> [Directions] Search the material for the string "await" and reply with how many lines contain it, nothing else.

> [The data]
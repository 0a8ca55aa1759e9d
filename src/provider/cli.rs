//! Thin wrapper around a vendor CLI.

use std::ffi::OsString;
use std::io::Write as _;
use std::sync::Arc;

use serde::de::DeserializeOwned;
use tempfile::NamedTempFile;

use crate::command::CommandRunner;

use super::ProviderError;

/// Runs one vendor CLI with a fixed set of global arguments appended to
/// every call.
#[derive(Clone, Debug)]
pub(crate) struct VendorCli {
    program: String,
    leading_args: Vec<OsString>,
    global_args: Vec<OsString>,
    runner: Arc<dyn CommandRunner>,
}

impl VendorCli {
    pub(crate) fn new(
        program: impl Into<String>,
        global_args: Vec<OsString>,
        runner: Arc<dyn CommandRunner>,
    ) -> Self {
        Self {
            program: program.into(),
            leading_args: Vec::new(),
            global_args,
            runner,
        }
    }

    /// Arguments placed before the subcommand, for CLIs that only accept
    /// global options in that position.
    pub(crate) fn with_leading_args(mut self, args: Vec<OsString>) -> Self {
        self.leading_args = args;
        self
    }

    /// Runs the CLI and returns stdout when it exits successfully.
    pub(crate) async fn run(
        &self,
        step: &str,
        args: Vec<OsString>,
    ) -> Result<String, ProviderError> {
        let mut full = self.leading_args.clone();
        full.extend(args);
        full.extend(self.global_args.iter().cloned());
        let output = self
            .runner
            .run(&self.program, &full)
            .await
            .and_then(|out| out.check(&self.program))
            .map_err(|source| ProviderError::Command {
                step: step.to_owned(),
                source,
            })?;
        Ok(output.stdout)
    }

    /// Runs the CLI and parses stdout as JSON.
    pub(crate) async fn json<T: DeserializeOwned>(
        &self,
        step: &str,
        args: Vec<OsString>,
    ) -> Result<T, ProviderError> {
        let stdout = self.run(step, args).await?;
        serde_json::from_str(&stdout).map_err(|err| ProviderError::Parse {
            step: step.to_owned(),
            message: err.to_string(),
        })
    }
}

/// Writes `contents` to a scratch file handed to a CLI by path. The file is
/// removed when the returned handle drops.
pub(crate) fn scratch_file(step: &str, contents: &str) -> Result<NamedTempFile, ProviderError> {
    let io_error = |err: std::io::Error| ProviderError::Io {
        step: step.to_owned(),
        message: err.to_string(),
    };
    let mut file = NamedTempFile::new().map_err(io_error)?;
    file.write_all(contents.as_bytes()).map_err(io_error)?;
    file.flush().map_err(io_error)?;
    Ok(file)
}

/// Renders a scratch file path as a CLI argument.
pub(crate) fn path_arg(prefix: &str, file: &NamedTempFile) -> OsString {
    let mut arg = OsString::from(prefix);
    arg.push(file.path().as_os_str());
    arg
}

> [Response to the exercise] 2